● **Records supplied**:
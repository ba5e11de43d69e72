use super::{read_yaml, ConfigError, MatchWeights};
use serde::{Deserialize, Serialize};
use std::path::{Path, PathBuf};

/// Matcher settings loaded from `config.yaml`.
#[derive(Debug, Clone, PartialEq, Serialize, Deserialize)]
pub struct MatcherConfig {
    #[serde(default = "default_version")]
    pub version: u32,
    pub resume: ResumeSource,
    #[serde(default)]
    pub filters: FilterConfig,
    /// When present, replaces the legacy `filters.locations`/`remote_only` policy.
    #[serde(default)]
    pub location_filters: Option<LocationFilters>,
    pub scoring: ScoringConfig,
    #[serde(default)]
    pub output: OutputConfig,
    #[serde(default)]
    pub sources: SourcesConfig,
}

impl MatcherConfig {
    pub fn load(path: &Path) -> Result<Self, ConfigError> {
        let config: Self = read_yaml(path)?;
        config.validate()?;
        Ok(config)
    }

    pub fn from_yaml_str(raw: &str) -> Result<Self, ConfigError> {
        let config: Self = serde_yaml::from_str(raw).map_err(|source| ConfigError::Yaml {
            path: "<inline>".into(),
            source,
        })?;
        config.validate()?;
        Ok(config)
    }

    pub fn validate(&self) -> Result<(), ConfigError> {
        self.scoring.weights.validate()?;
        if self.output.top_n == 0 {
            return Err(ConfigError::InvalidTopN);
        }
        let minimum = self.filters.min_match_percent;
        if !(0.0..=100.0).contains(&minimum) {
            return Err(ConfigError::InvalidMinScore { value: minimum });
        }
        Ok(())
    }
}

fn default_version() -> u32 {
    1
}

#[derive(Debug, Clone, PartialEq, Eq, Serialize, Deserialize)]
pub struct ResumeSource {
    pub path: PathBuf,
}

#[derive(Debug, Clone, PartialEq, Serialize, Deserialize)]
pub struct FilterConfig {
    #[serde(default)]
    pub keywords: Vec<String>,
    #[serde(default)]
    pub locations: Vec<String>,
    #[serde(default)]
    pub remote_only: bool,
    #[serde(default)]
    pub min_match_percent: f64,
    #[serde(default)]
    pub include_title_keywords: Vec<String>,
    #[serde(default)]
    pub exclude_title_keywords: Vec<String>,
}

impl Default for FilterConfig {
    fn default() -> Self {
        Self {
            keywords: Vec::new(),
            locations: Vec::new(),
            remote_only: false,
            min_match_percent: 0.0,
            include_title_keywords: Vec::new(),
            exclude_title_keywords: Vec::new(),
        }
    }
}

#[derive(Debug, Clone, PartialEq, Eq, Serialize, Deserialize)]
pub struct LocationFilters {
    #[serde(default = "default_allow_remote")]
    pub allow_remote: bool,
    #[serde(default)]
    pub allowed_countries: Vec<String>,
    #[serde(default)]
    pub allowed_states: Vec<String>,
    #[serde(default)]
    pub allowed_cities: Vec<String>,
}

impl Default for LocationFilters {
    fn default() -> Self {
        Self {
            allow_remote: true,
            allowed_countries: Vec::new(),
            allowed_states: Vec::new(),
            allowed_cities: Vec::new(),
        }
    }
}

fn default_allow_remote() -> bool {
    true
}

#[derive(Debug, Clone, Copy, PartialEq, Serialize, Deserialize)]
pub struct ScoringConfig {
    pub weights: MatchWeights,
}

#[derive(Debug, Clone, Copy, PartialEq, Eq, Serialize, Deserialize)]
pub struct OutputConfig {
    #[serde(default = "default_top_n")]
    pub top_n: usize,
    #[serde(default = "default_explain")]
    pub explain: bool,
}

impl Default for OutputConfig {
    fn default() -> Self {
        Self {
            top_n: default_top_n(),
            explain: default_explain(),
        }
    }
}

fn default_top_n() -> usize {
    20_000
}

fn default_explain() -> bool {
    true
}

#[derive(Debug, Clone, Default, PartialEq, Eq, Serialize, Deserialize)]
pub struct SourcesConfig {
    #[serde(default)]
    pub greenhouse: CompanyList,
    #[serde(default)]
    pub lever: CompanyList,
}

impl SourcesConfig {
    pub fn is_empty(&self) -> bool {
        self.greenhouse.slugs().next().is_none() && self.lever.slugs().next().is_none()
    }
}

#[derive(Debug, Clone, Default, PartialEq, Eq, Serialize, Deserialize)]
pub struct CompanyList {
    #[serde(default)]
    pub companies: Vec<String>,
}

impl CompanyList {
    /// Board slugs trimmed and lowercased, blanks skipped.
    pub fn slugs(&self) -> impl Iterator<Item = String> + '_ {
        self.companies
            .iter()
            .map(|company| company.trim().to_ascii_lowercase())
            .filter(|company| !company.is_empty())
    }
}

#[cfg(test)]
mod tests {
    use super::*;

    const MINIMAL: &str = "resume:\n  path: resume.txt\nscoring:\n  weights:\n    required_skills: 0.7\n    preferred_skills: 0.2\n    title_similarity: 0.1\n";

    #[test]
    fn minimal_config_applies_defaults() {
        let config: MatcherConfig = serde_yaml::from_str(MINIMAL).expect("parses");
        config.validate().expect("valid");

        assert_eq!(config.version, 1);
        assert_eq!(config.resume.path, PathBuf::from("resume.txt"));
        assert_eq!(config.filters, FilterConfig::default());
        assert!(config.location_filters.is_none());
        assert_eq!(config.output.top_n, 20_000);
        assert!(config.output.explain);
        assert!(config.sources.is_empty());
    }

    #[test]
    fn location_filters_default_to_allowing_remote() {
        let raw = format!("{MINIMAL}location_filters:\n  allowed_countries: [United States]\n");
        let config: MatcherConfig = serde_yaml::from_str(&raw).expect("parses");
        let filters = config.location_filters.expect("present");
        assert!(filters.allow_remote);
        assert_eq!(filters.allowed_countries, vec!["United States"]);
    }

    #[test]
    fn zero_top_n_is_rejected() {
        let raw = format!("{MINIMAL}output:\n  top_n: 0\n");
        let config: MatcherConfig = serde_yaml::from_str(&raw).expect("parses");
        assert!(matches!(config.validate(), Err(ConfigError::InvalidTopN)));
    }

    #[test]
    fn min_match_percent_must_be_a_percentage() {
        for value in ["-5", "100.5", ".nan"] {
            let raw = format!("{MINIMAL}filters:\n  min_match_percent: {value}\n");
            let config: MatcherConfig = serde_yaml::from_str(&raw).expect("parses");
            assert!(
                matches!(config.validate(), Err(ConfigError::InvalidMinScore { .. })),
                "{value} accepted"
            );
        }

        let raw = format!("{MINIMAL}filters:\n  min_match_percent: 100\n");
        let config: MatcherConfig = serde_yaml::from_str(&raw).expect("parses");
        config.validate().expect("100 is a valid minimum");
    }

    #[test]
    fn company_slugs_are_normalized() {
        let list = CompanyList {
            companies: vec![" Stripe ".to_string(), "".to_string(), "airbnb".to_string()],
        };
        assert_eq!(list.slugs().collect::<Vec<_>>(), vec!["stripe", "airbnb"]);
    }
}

--

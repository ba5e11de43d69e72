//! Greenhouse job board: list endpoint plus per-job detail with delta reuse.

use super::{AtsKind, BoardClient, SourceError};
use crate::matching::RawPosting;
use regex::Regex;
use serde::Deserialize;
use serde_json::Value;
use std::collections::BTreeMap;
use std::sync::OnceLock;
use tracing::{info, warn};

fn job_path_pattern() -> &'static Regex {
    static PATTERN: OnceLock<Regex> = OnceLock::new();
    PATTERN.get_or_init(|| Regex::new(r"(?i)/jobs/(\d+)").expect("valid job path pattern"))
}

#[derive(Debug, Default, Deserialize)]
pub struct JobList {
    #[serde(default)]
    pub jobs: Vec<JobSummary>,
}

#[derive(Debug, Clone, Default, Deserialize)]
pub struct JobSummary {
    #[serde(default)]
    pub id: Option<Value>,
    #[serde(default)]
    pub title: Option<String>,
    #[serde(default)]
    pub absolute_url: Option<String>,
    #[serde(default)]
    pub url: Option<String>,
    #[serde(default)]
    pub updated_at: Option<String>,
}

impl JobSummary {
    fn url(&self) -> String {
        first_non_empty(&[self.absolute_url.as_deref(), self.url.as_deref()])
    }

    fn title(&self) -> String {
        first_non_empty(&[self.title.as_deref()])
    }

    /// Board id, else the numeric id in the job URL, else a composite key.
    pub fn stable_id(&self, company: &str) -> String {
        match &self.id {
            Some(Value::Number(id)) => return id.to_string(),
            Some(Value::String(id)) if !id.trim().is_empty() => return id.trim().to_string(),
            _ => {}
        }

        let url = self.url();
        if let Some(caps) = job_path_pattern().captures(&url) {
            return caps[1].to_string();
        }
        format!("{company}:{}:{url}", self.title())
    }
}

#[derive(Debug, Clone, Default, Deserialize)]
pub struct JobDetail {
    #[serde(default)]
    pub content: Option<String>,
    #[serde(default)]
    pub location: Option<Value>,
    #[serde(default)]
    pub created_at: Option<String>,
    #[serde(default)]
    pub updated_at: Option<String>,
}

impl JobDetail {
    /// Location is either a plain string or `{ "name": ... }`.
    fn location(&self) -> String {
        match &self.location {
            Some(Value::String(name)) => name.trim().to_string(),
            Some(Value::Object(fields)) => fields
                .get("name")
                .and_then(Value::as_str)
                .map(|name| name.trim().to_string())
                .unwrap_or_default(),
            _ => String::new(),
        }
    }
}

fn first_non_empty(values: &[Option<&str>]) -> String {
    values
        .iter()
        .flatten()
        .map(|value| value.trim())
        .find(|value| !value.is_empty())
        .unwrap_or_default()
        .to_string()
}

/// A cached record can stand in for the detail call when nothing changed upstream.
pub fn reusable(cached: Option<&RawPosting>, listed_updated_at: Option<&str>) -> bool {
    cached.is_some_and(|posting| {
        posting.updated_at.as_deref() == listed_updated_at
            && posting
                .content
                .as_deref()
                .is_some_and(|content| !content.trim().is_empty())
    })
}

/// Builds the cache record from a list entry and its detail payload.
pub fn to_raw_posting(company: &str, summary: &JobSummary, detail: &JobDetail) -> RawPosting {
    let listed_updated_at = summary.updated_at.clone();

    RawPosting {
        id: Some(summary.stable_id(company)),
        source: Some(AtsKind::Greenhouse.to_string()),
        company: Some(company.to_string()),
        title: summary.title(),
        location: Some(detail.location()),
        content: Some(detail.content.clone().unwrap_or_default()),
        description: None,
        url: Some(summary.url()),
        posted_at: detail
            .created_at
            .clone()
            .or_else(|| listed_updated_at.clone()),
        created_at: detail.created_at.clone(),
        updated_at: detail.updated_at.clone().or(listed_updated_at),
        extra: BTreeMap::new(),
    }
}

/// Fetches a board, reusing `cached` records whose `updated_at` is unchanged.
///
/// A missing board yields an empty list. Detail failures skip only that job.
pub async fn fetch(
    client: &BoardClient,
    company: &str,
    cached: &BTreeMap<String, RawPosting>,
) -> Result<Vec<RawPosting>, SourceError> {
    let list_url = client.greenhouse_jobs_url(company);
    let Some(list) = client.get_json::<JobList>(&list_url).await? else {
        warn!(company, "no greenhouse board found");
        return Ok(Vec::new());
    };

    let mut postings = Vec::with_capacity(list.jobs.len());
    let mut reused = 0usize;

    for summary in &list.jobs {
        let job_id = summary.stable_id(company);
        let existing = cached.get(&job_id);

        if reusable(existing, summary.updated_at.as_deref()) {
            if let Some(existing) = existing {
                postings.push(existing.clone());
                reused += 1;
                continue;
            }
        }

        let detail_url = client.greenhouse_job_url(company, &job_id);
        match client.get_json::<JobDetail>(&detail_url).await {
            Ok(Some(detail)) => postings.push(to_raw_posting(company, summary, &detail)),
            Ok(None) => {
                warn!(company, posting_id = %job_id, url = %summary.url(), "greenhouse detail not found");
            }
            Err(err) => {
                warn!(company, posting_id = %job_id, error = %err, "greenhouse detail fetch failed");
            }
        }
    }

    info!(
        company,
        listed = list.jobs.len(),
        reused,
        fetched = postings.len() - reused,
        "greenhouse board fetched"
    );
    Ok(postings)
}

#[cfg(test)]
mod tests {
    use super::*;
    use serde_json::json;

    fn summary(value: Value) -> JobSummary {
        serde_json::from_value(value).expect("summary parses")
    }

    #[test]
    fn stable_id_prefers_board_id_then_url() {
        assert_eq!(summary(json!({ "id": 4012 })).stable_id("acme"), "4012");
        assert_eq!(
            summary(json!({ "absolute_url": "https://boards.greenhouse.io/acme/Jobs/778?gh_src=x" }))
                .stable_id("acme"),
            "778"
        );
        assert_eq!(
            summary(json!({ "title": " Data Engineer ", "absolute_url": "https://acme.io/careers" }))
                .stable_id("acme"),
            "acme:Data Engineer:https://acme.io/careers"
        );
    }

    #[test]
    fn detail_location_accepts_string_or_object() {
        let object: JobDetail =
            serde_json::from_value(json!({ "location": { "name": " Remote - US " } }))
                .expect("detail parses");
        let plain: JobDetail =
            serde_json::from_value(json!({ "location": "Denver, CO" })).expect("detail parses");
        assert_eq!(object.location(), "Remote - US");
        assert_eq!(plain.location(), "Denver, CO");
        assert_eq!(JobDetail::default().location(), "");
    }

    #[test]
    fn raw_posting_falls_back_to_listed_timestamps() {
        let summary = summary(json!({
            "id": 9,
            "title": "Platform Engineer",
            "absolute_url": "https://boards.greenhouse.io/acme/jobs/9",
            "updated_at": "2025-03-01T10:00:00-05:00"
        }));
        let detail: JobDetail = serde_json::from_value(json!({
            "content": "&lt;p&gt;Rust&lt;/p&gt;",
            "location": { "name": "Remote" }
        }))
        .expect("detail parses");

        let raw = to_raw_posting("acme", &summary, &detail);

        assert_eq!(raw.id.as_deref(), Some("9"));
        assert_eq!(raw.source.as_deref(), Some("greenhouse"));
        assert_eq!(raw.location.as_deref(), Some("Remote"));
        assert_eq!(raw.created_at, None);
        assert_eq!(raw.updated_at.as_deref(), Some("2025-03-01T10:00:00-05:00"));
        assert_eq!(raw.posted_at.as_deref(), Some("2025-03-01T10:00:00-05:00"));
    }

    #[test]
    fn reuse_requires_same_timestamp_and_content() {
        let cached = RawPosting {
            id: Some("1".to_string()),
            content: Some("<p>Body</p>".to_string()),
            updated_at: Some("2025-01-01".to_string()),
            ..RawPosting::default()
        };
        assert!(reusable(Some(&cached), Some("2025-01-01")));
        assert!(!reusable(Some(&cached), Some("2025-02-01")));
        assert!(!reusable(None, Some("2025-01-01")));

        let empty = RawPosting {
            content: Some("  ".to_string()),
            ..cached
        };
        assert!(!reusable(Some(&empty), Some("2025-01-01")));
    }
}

● **Requirement**: Only the lines above from the one with "pub fn slugs(&self)" up to and including the one with "const MINIMAL: &str" should be repeated, exactly as written.

● **Solution for this problem**:
    pub fn slugs(&self) -> impl Iterator<Item = String> + '_ {
        self.companies
            .iter()
            .map(|company| company.trim().to_ascii_lowercase())
            .filter(|company| !company.is_empty())
    }
}

#[cfg(test)]
mod tests {
    use super::*;

    const MINIMAL: &str = "resume:\n  path: resume.txt\nscoring:\n  weights:\n    required_skills: 0.7\n    preferred_skills: 0.2\n    title_similarity: 0.1\n";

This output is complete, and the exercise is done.